Numa volta comprida no rela do jardim vi uma linda menina. Eu rodava com outra. Mas sem interesse nelazinha pensava naquela que olhava pra mim. Mas a mais bonita se fazia acompanhar de um coleguinha. Meu amiguinho de infância que o céu levou pra longe de mim.

Numa volta mais tardia fizemos um acordo de cavalheiros moleques. Trocamos de namoradinhas. Eu fiquei com minha preferida. E ele com a minha. Em troca acabei deixando em sua mãozinha esperta uma nota de cem cruzeiros. Ainda não existiam os reais. Valeu a catira? Pra mim valeu.

Agora, já mais crescidinho. Não tanto quanto desejava. Tudo pra mim vale a pena. Já que minhalma não é mais tão pequena.

Pra mim tanto faz se o rio escorre pro mar. Eles um dia irão se encontrar.

Da mesma forma que encontrei meu caminho. E esse me satisfaz. Mas se pudesse mudar, pra onde iria? Não mais sou criança. Nem mais jovem eu sou. Velho não me acho. Idoso não vaidoso, já que deixei a vaidade tempos atrás. Se pudesse mudar de vida qual escolheria? Seria feliz noutra vida? Não sei. Nessa me sinto em paz. Pois desconheço o outro lado dela. Não sei seu endereço. Não sei se lá em cima ou mais embaixo.

Tenho um amigo de longa data. Quase ou mais da minha idade. Fomos colegas de faculdade.

A mesma onde nos graduamos no distante um mil novecentos e setenta e quatro na linda Belzonte de antão.
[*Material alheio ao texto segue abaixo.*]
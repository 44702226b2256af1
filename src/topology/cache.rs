//! Invalidation of lazily built indices.

/// Structures holding indices derived from their own contents, such as the
/// sorted child element index of a generation, rebuild them on demand after
/// `invalidate_cache` is called. Call it whenever the entity set changes.
pub trait InvalidateCache {
    fn invalidate_cache(&mut self);
}

impl<T: InvalidateCache + ?Sized> InvalidateCache for Box<T> {
    fn invalidate_cache(&mut self) {
        (**self).invalidate_cache();
    }
}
Foi um dia desses que nos encontramos. Há anos não nos víamos.

Foi muito bom apertar-lhe a mão depois de um afetuoso abraço.

Não irei declinar-lhe a graça pra que ele não caia em desgraça junto a sua esposa.

Ele manifestou-me a insatisfação no seu consórcio depois de mais de cinquenta anos de união.

Ambos não se davam. Viviam às turras que de vez quando viravam surras que ela lhe dava com o cinto com fivela que lhe deixava marcas na cacunda que ia até as nádegas para não dizer bunda.

Ele, pobrezinho, só se assossegava nos braços de outra. Na própria morada não tinha paz.

Por sorte não tiveram filhos. Era um contra o outro. Num ringue de luta livre sem poder se libertar.

Aquela união já durava quase um século. Entre tapas e xingos o barco ameaçava soçobrar em águas rasas.

Meu amigo e colega dos verdes anos se abria comigo. Era uma confissão fora do confessionário.

Ele estava prestes a explodir. Sem ânimo para continuar vivo.

“E agora? O que faço? Temos mais de meio século de casados. Não nos damos mais. Nesse ano estarei quase chegando aos oitenta. Ainda me sinto jovem. Na cama com a outra sou como um jovenzinho com ejaculação precoce. Sonho com ela e tenho pesadelos pensando na minha esposa. Valeria a pena me separar? Seria feliz em outra vida? Me disseram que depois de certa idade devemos nos acomodar. Suportar o nosso fardo, por mais pesado que seja, em nossos próprios ombros. O que você pensa.”

Deixei o meu colega amigo pensando cá comigo.

Pegando carona na poesia de um grande poeta lusitano assim pensei e deixo escrito: “tudo vale a pena quando a alma não é pequena. Quem quer passara além do Bojador tem de passar além da dor. Deus ao mar o perigo e o abismo deu. Mas nele é que espelhou o céu.”